- Gölgeyi gündüz ararlar. Sense bulutlu gecede tutmuş, gölge aramaya çıkmışsın.
- سایه در روزست جستن قاعده ** در شب ابری تو سایهجو شده
- Şarap, gıda için halka helâldir ama sevgiyi dileyenlere haramdır.
- گر حلال آمد پی قوت عوام ** طالبان دوست را آمد حرام
- Âşıkların şarabi gönül kanidir.Onların gözleri yolda,konaktadır. 3485
- عاشقان را باده خون دل بود ** چشمشان بر راه و بر منزل بود
- Böyle bir korkunç çölde bu akıl kılavuzu, tutulup kalıt.
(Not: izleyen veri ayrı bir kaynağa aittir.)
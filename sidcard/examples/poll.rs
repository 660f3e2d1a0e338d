//! Polling-loop demo over a scripted mock reader.
//!
//! Usage:
//!   cargo run -p sidcard --example poll
//!
//! The real SDK binding implements `SdtApi` over the vendor dynamic
//! library; here a `MockSdt` stands in so the demo runs anywhere.

use std::thread;
use std::time::Duration;

use sidcard::sdk::MockSdt;
use sidcard::test_support::{chip_with_marker, write_utf16le};
use sidcard::{Poll, Session, Status};

fn sample_chip() -> Vec<u8> {
    let mut buf = chip_with_marker([0, 0]);
    write_utf16le(&mut buf, 0, "张伟");
    write_utf16le(&mut buf, 30, "1");
    write_utf16le(&mut buf, 32, "01");
    write_utf16le(&mut buf, 36, "19851203");
    write_utf16le(&mut buf, 52, "北京市东城区景山前街4号");
    write_utf16le(&mut buf, 122, "110101198512030011");
    write_utf16le(&mut buf, 158, "北京市公安局东城分局");
    write_utf16le(&mut buf, 188, "20150101");
    write_utf16le(&mut buf, 204, "20350101");
    buf
}

fn main() -> anyhow::Result<()> {
    env_logger::init();

    // Scripted reader: two idle cycles, then a card appears.
    let mut mock = MockSdt::with_card(sample_chip());
    mock.app_status = Status::APP_IDLE;
    let shared = sidcard::test_support::SharedSdt::new(mock);

    let mut session = Session::open(shared.handle())?;
    println!("reader on port {:?}", session.port());

    let mut cycles = 0;
    loop {
        cycles += 1;
        if cycles == 3 {
            shared.with_mock(|m| m.app_status = Status::new(0x00));
        }

        match session.poll() {
            Ok(Poll::Idle) => {
                println!("cycle {}: no card", cycles);
                thread::sleep(Duration::from_millis(200));
            }
            Ok(Poll::Card(scan)) => {
                println!("cycle {}: {:?} card", cycles, scan.record.variant());
                print!("{}", scan.record);
                break;
            }
            Err(err) => {
                // A cycle error only aborts this attempt.
                eprintln!("cycle {}: {} (retrying)", cycles, err);
                thread::sleep(Duration::from_millis(200));
            }
        }
    }

    Ok(())
}
// sidcard/src/session/handle.rs

use std::ops::RangeInclusive;
use std::path::PathBuf;

use log::{debug, trace, warn};

use crate::constants::{APP_MSG_CAPACITY, IIN_LEN, PORT_RANGE_END, PORT_RANGE_START, SN_LEN};
use crate::error::PhotoWarning;
use crate::message::{ChipMessage, PhotoMessage};
use crate::photo::{self, PhotoDecoder, Portrait};
use crate::record::DecodedRecord;
use crate::sdk::SdtApi;
use crate::types::{PortId, Status};
use crate::utils::{bytes_to_hex, bytes_to_hex_spaced};
use crate::{Error, Result};

/// Outcome of one poll cycle.
#[derive(Debug)]
pub enum Poll {
    /// Nothing to read: no card present or the reader is between events.
    /// The expected common case in a polling loop, not an error.
    Idle,
    /// A record was read and decoded.
    Card(Scan),
}

/// A successfully decoded scan: the textual record plus the best-effort
/// portrait outcome when the card carried a photo segment.
#[derive(Debug)]
pub struct Scan {
    pub record: DecodedRecord,
    /// `None` when the card had no photo segment or no decoder is
    /// configured; `Some(Err(_))` carries the downgraded photo warning.
    pub portrait: Option<std::result::Result<Portrait, PhotoWarning>>,
}

/// An owned scanner session: an acquired reader port plus the SDK handle
/// driving it. Single-threaded and blocking throughout; one cycle per
/// [`Session::poll`] call, released exactly once on teardown.
pub struct Session {
    api: Box<dyn SdtApi>,
    photo_decoder: Option<Box<dyn PhotoDecoder>>,
    portrait_path: Option<PathBuf>,
    port: Option<PortId>,
}

impl Session {
    /// Acquire a reader over the default candidate port range.
    pub fn open(api: Box<dyn SdtApi>) -> Result<Self> {
        Self::open_parts(api, PORT_RANGE_START..=PORT_RANGE_END, None, None)
    }

    /// Start configuring a session.
    pub fn builder(api: Box<dyn SdtApi>) -> crate::session::SessionBuilder {
        crate::session::SessionBuilder::new(api)
    }

    pub(crate) fn open_parts(
        mut api: Box<dyn SdtApi>,
        range: RangeInclusive<u16>,
        photo_decoder: Option<Box<dyn PhotoDecoder>>,
        portrait_path: Option<PathBuf>,
    ) -> Result<Self> {
        let port = acquire_port(api.as_mut(), range)?;
        Ok(Self {
            api,
            photo_decoder,
            portrait_path,
            port: Some(port),
        })
    }

    /// The acquired port, until the session is closed.
    pub fn port(&self) -> Option<PortId> {
        self.port
    }

    /// Drive one scan cycle: probe for an application message, find and
    /// select the card, read the base message, then classify and extract.
    ///
    /// Absence of a card is the benign [`Poll::Idle`], distinct from the
    /// cycle errors; callers poll in a loop with a short pause and treat
    /// errors as aborting only the current attempt.
    pub fn poll(&mut self) -> Result<Poll> {
        let port = self.port.ok_or(Error::NotOpen)?;

        let mut app = [0u8; APP_MSG_CAPACITY];
        let status = self.api.read_application_message(port, &mut app);
        if status == Status::OK || status == Status::APP_IDLE {
            trace!("app probe {}: nothing to read", status);
            return Ok(Poll::Idle);
        }

        let mut iin = [0u8; IIN_LEN];
        let status = self.api.find_card(port, &mut iin);
        if status != Status::FIND_OK {
            return Err(Error::FindFailed {
                status: status.code(),
            });
        }
        trace!("find card ok, iin {}", bytes_to_hex_spaced(&iin));

        let mut sn = [0u8; SN_LEN];
        let status = self.api.select_card(port, &mut sn);
        if status != Status::OK {
            return Err(Error::SelectFailed {
                status: status.code(),
            });
        }
        trace!("select card ok, sn {}", bytes_to_hex_spaced(&sn));

        let mut chip = ChipMessage::new();
        let mut photo = PhotoMessage::new();
        let status = self.api.read_base_message(port, &mut chip, &mut photo);
        if status != Status::OK {
            return Err(Error::ReadFailed {
                status: status.code(),
            });
        }
        // The device can report success with no payload on transient
        // misreads; that must not reach the extractor.
        if chip.is_empty() {
            return Err(Error::EmptyMessage);
        }
        trace!(
            "chip message {} bytes: {}",
            chip.len(),
            bytes_to_hex(chip.bytes())
        );

        let record = DecodedRecord::decode(&chip);
        debug!(
            "decoded {:?} record, {} fields, photo {} bytes",
            record.variant(),
            record.fields().len(),
            photo.len()
        );

        let portrait = if photo.is_empty() {
            None
        } else {
            self.decode_portrait(&photo)
        };

        Ok(Poll::Card(Scan { record, portrait }))
    }

    /// Release the reader port. Idempotent: only the first call reaches
    /// the SDK; `Drop` goes through here as well.
    pub fn close(&mut self) {
        if let Some(port) = self.port.take() {
            debug!("closing reader port {}", port);
            self.api.close_port(port);
        }
    }

    fn decode_portrait(
        &mut self,
        photo: &PhotoMessage,
    ) -> Option<std::result::Result<Portrait, PhotoWarning>> {
        let decoder = self.photo_decoder.as_mut()?;
        match photo::decode_portrait(decoder.as_mut(), photo.bytes()) {
            Ok(portrait) => {
                if let Some(path) = &self.portrait_path {
                    if let Err(err) = portrait.write_to(path) {
                        warn!("portrait write to {} failed: {}", path.display(), err);
                    }
                }
                Some(Ok(portrait))
            }
            Err(warning) => {
                // Downgraded by contract: the textual record stands.
                warn!("{}", warning);
                Some(Err(warning))
            }
        }
    }
}

impl Drop for Session {
    fn drop(&mut self) {
        self.close();
    }
}

/// Linear probe over the candidate range, ascending, one pass, no retry.
/// The first port answering 0x90 is retained.
fn acquire_port(api: &mut dyn SdtApi, range: RangeInclusive<u16>) -> Result<PortId> {
    let mut last_status = 0i32;
    for candidate in range {
        let port = PortId::new(candidate);
        let status = api.open_port(port);
        if status == Status::OK {
            debug!("opened reader port {}", port);
            return Ok(port);
        }
        trace!("port {} answered {}", port, status);
        last_status = status.code();
    }
    Err(Error::NoPortAvailable { last_status })
}
// sidcard/src/prelude.rs

pub use crate::message::{ChipMessage, PhotoMessage};
pub use crate::photo::{PhotoDecoder, Portrait};
pub use crate::record::{DecodedField, DecodedRecord};
pub use crate::sdk::{MockSdt, SdtApi};
pub use crate::session::{Poll, Scan, Session, SessionBuilder};
pub use crate::{
    DocumentVariant, Error, FieldKind, PhotoWarning, PortId, Result, Status, TranscodeError,
};

// Re-export small utilities for convenience
pub use crate::utils::{bytes_to_hex, bytes_to_hex_spaced};
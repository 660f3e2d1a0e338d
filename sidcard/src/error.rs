// sidcard/src/error.rs

use thiserror::Error;

/// Errors that abort a single scan cycle or the session setup. None of
/// these are fatal to the process; the caller is expected to retry the
/// cycle on the next poll.
#[derive(Error, Debug)]
pub enum Error {
    #[error("no reader port available, last status {last_status:#04x}")]
    NoPortAvailable { last_status: i32 },

    #[error("find card failed: status {status:#04x}")]
    FindFailed { status: i32 },

    #[error("select card failed: status {status:#04x}")]
    SelectFailed { status: i32 },

    #[error("read base message failed: status {status:#04x}")]
    ReadFailed { status: i32 },

    // The reader is known to report 0x90 with an empty chip payload on
    // transient misreads; callers must see that as a distinct failure.
    #[error("chip message empty despite success status")]
    EmptyMessage,

    #[error("session is not open")]
    NotOpen,

    #[error("invalid message length: capacity {capacity}, got {actual}")]
    InvalidLength { capacity: usize, actual: usize },

    #[error("utf-16 transcode failed: {0}")]
    Transcode(#[from] TranscodeError),
}

/// Strict-mode transcoder failures, one per malformed-input class.
#[derive(Error, Debug, Clone, Copy, PartialEq, Eq)]
pub enum TranscodeError {
    #[error("illegal utf-16 sequence")]
    SourceIllegal,

    #[error("utf-16 input ended inside a surrogate pair")]
    SourceExhausted,

    #[error("utf-8 output buffer exhausted")]
    TargetExhausted,
}

/// Photo-path trouble. Downgraded to a warning by contract: a missing or
/// corrupt portrait never invalidates the textual record.
#[derive(Error, Debug, Clone, PartialEq, Eq)]
pub enum PhotoWarning {
    #[error("decoded portrait size mismatch: expected {expected}, got {actual}")]
    SizeMismatch { expected: usize, actual: usize },

    #[error("portrait decode failed: {0}")]
    DecodeFailed(String),
}

pub type Result<T> = std::result::Result<T, Error>;
#[path = "../common/mod.rs"]
mod common;

use common::fixtures;

use sidcard::constants::PORTRAIT_LEN;
use sidcard::sdk::{ApiCall, MockSdt};
use sidcard::test_support::{FixedPhotoDecoder, SharedSdt};
use sidcard::{DocumentVariant, Error, FieldKind, PhotoWarning, Poll, Session, Status};

#[test]
fn idle_then_card_across_two_cycles() {
    let mut mock = MockSdt::with_card(fixtures::national_id_chip());
    mock.app_status = Status::APP_IDLE;
    let shared = SharedSdt::new(mock);
    let mut session = Session::open(shared.handle()).unwrap();

    // First cycle: the reader reports nothing to read; benign.
    assert!(matches!(session.poll().unwrap(), Poll::Idle));
    assert!(!shared.calls().contains(&ApiCall::FindCard));

    // The card arrives; the next cycle reads it.
    shared.with_mock(|m| m.app_status = Status::new(0x00));
    match session.poll().unwrap() {
        Poll::Card(scan) => {
            assert_eq!(scan.record.variant(), DocumentVariant::NationalId);
            assert_eq!(scan.record.get(FieldKind::Name), Some("张伟"));
            assert_eq!(scan.record.get(FieldKind::Sex), Some("male"));
            assert_eq!(scan.record.get(FieldKind::Ethnicity), Some("Han"));
            assert_eq!(
                scan.record.get(FieldKind::IdNumber),
                Some("110101198512030011")
            );
            assert_eq!(
                scan.record.get(FieldKind::Authority),
                Some("北京市公安局东城分局")
            );
        }
        Poll::Idle => panic!("expected a card on the second cycle"),
    }

    // The cycle ran its steps in wire order.
    let calls = shared.calls();
    let find_at = calls.iter().position(|c| *c == ApiCall::FindCard).unwrap();
    let select_at = calls.iter().position(|c| *c == ApiCall::SelectCard).unwrap();
    let read_at = calls
        .iter()
        .position(|c| *c == ApiCall::ReadBaseMessage)
        .unwrap();
    assert!(find_at < select_at);
    assert!(select_at < read_at);
}

#[test]
fn foreign_resident_record_uses_variant_labels() {
    let mock = MockSdt::with_card(fixtures::foreign_resident_chip());
    let mut session = Session::open(Box::new(mock)).unwrap();

    match session.poll().unwrap() {
        Poll::Card(scan) => {
            assert_eq!(
                scan.record.variant(),
                DocumentVariant::ForeignPermanentResident
            );
            assert_eq!(scan.record.get(FieldKind::Name), Some("GARCIA MARIA"));
            assert_eq!(scan.record.get(FieldKind::ChineseName), Some("加西亚"));
            let rendered = scan.record.to_string();
            assert!(rendered.contains("permanent residence permit number: ESP765432109876"));
            assert!(rendered.contains("acceptance authority: 1100"));
        }
        Poll::Idle => panic!("expected a card"),
    }
}

#[test]
fn cross_border_record_round_trips_pass_fields() {
    let mock = MockSdt::with_card(fixtures::cross_border_chip());
    let mut session = Session::open(Box::new(mock)).unwrap();

    match session.poll().unwrap() {
        Poll::Card(scan) => {
            assert_eq!(
                scan.record.variant(),
                DocumentVariant::CrossBorderResident
            );
            assert_eq!(scan.record.get(FieldKind::PassNumber), Some("H01234567"));
            assert_eq!(scan.record.get(FieldKind::IssueCount), Some("01"));
        }
        Poll::Idle => panic!("expected a card"),
    }
}

#[test]
fn empty_chip_is_distinct_from_read_failure() {
    let mock = MockSdt::new(); // base status 0x90, zero-length chip
    let mut session = Session::open(Box::new(mock)).unwrap();
    assert!(matches!(session.poll(), Err(Error::EmptyMessage)));

    let mut mock = MockSdt::with_card(fixtures::national_id_chip());
    mock.base_status = Status::new(0x10);
    let mut session = Session::open(Box::new(mock)).unwrap();
    assert!(matches!(
        session.poll(),
        Err(Error::ReadFailed { status: 0x10 })
    ));
}

#[test]
fn portrait_decodes_alongside_the_record() {
    let mut mock = MockSdt::with_card(fixtures::national_id_chip());
    mock.photo_payload = vec![0x55; 800];
    let mut session = Session::builder(Box::new(mock))
        .photo_decoder(Box::new(FixedPhotoDecoder::ok(vec![0xAA; PORTRAIT_LEN])))
        .open()
        .unwrap();

    match session.poll().unwrap() {
        Poll::Card(scan) => {
            let portrait = scan.portrait.expect("photo segment present").unwrap();
            assert_eq!(portrait.len(), PORTRAIT_LEN);
        }
        Poll::Idle => panic!("expected a card"),
    }
}

#[test]
fn photo_trouble_never_fails_the_textual_record() {
    // Undersized decoder output: the warning is surfaced, the record kept.
    let mut mock = MockSdt::with_card(fixtures::national_id_chip());
    mock.photo_payload = vec![0x55; 800];
    let mut session = Session::builder(Box::new(mock))
        .photo_decoder(Box::new(FixedPhotoDecoder::ok(vec![0; 16])))
        .open()
        .unwrap();

    match session.poll().unwrap() {
        Poll::Card(scan) => {
            assert_eq!(scan.record.get(FieldKind::Name), Some("张伟"));
            match scan.portrait {
                Some(Err(PhotoWarning::SizeMismatch { expected, actual })) => {
                    assert_eq!(expected, PORTRAIT_LEN);
                    assert_eq!(actual, 16);
                }
                other => panic!("expected size mismatch warning, got {:?}", other),
            }
        }
        Poll::Idle => panic!("expected a card"),
    }

    // Vendor-side failure: same policy.
    let mut mock = MockSdt::with_card(fixtures::national_id_chip());
    mock.photo_payload = vec![0x55; 800];
    let mut session = Session::builder(Box::new(mock))
        .photo_decoder(Box::new(FixedPhotoDecoder::failing("corrupt stream")))
        .open()
        .unwrap();

    match session.poll().unwrap() {
        Poll::Card(scan) => {
            assert_eq!(scan.record.variant(), DocumentVariant::NationalId);
            assert!(matches!(
                scan.portrait,
                Some(Err(PhotoWarning::DecodeFailed(_)))
            ));
        }
        Poll::Idle => panic!("expected a card"),
    }
}

#[test]
fn photo_segment_without_decoder_is_ignored() {
    let mut mock = MockSdt::with_card(fixtures::national_id_chip());
    mock.photo_payload = vec![0x55; 800];
    let mut session = Session::open(Box::new(mock)).unwrap();

    match session.poll().unwrap() {
        Poll::Card(scan) => assert!(scan.portrait.is_none()),
        Poll::Idle => panic!("expected a card"),
    }
}
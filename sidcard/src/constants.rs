// sidcard/src/constants.rs
//! Wire-contract constants shared across the crate.
//!
//! The SDT reader protocol is a small fixed vocabulary of request codes,
//! status bytes, and buffer sizes. None of these may be altered without
//! breaking compatibility with the deployed readers.

/// Status returned by a successful open-port / select-card / read-base request.
pub const STATUS_OK: i32 = 0x90;

/// Status paired with [`STATUS_OK`] on the application-message probe; both
/// mean "no card event pending" on that request.
pub const STATUS_APP_IDLE: i32 = 0x91;

/// Status returned by a successful find-card request. The find step is the
/// only request in the vocabulary that does not report success as 0x90.
pub const STATUS_FIND_OK: i32 = 0x9F;

/// First logical reader port probed during acquisition.
pub const PORT_RANGE_START: u16 = 1001;

/// Last logical reader port probed during acquisition (inclusive).
pub const PORT_RANGE_END: u16 = 1016;

/// Capacity of the chip (textual) message buffer in bytes.
pub const CHIP_MSG_CAPACITY: usize = 512;

/// Capacity of the compressed photo message buffer in bytes.
pub const PHOTO_MSG_CAPACITY: usize = 1024;

/// Scratch size for the application-message probe.
pub const APP_MSG_CAPACITY: usize = 320;

/// IIN scratch size returned by find-card.
pub const IIN_LEN: usize = 4;

/// Serial-number scratch size returned by select-card.
pub const SN_LEN: usize = 8;

/// Byte offset of the 2-byte document type marker inside the chip message.
pub const TYPE_MARKER_OFFSET: usize = 248;

/// Exact length of a decoded portrait bitmap in bytes.
pub const PORTRAIT_LEN: usize = 38862;
//! Enqueue a full library sync for a user. Useful for kicking the pipeline
//! from the command line while the daemon's workers are running.

use anyhow::Result;
use clap::Parser;
use std::path::PathBuf;

use tunesync::{config, db, sync};

#[derive(Debug, Parser)]
#[command(author, version, about)]
struct Args {
    /// Path to YAML config file
    #[arg(long, default_value = "config.yaml")]
    config: PathBuf,

    /// Catalog user id to sync
    #[arg(long)]
    user: String,

    /// Display name stored on first sight of this user
    #[arg(long)]
    display_name: Option<String>,

    /// Seed an access token for the user
    #[arg(long)]
    access_token: Option<String>,

    /// Seed a refresh token for the user
    #[arg(long)]
    refresh_token: Option<String>,
}

#[tokio::main]
async fn main() -> Result<()> {
    tracing_subscriber::fmt()
        .with_env_filter(tracing_subscriber::EnvFilter::from_default_env())
        .with_target(false)
        .compact()
        .init();

    let args = Args::parse();
    let cfg = config::load(Some(&args.config))?;
    let database_url = std::env::var("DATABASE_URL")
        .unwrap_or_else(|_| format!("sqlite://{}/tunesync.db", cfg.app.data_dir));

    let pool = db::init_pool(&database_url).await?;
    db::run_migrations(&pool).await?;

    let user_id = db::get_or_create_user(&pool, &args.user, args.display_name.as_deref()).await?;
    if let (Some(access), Some(refresh)) = (&args.access_token, &args.refresh_token) {
        db::set_user_tokens(&pool, user_id, access, refresh).await?;
    }

    let task_id = sync::enqueue_library_sync(&pool, user_id).await?;
    println!("enqueued library sync task {task_id} for user {user_id}");
    Ok(())
}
- در چنین راه بیابان مخوف ** این قلاوز خرد با صد کسوف
- Sen de kılavuzları gözetirsen kervanı helak eder, yolu yitirirsin.
- خاک در چشم قلاوزان زنی ** کاروان را هالک و گمره کنی
- Arpa ekmeği bile hakikaten haramdır.Nefsin önüne kepekle karşılık ekmek koy.
- نان جو حقا حرامست و فسوس ** نفس را در پیش نه نان سبوس
- Tanrı yolunun düşmanını hor tut.Hırsızı mimbere çıkarma,dara çek.
- دشمن راه خدا را خوار دار ** دزد را منبر منه بر دار دار
- Hırsızın elini kes. Kesmekten âcizsen hiç olmazsa bağla. 3490
- دزد را تو دست ببریدن پسند ** از بریدن عاجزی دستش ببند
- Seti, onun elini bağlamazsan o,senin elini bağlar. Sen, onun ayağını kırmazsan o,senin ayağını kırar.
- گر نبندی دست او دست تو بست ** گر تو پایش نشکنی پایت شکست
- Halbuki sen, düşmana şarap ve şeker kamışı veriyorsun. Niçin?Ona zehir gibi gül, taş ve desene!
- تو عدو را می دهی و نیشکر ** بهر چه گو زهر خند و خاک خور
- Zahit, gayrete gelip testiye bir taş attı, kırdı. Köle de testiyi elinden atıp zahitten kaçtı.
- زد ز غیرت بر سبو سنگ و شکست ** او سبو انداخت و از زاهد بجست
- Beyin yanına gidince bey,şarap nerde? dedi. Köle birbir macerayı anlattı.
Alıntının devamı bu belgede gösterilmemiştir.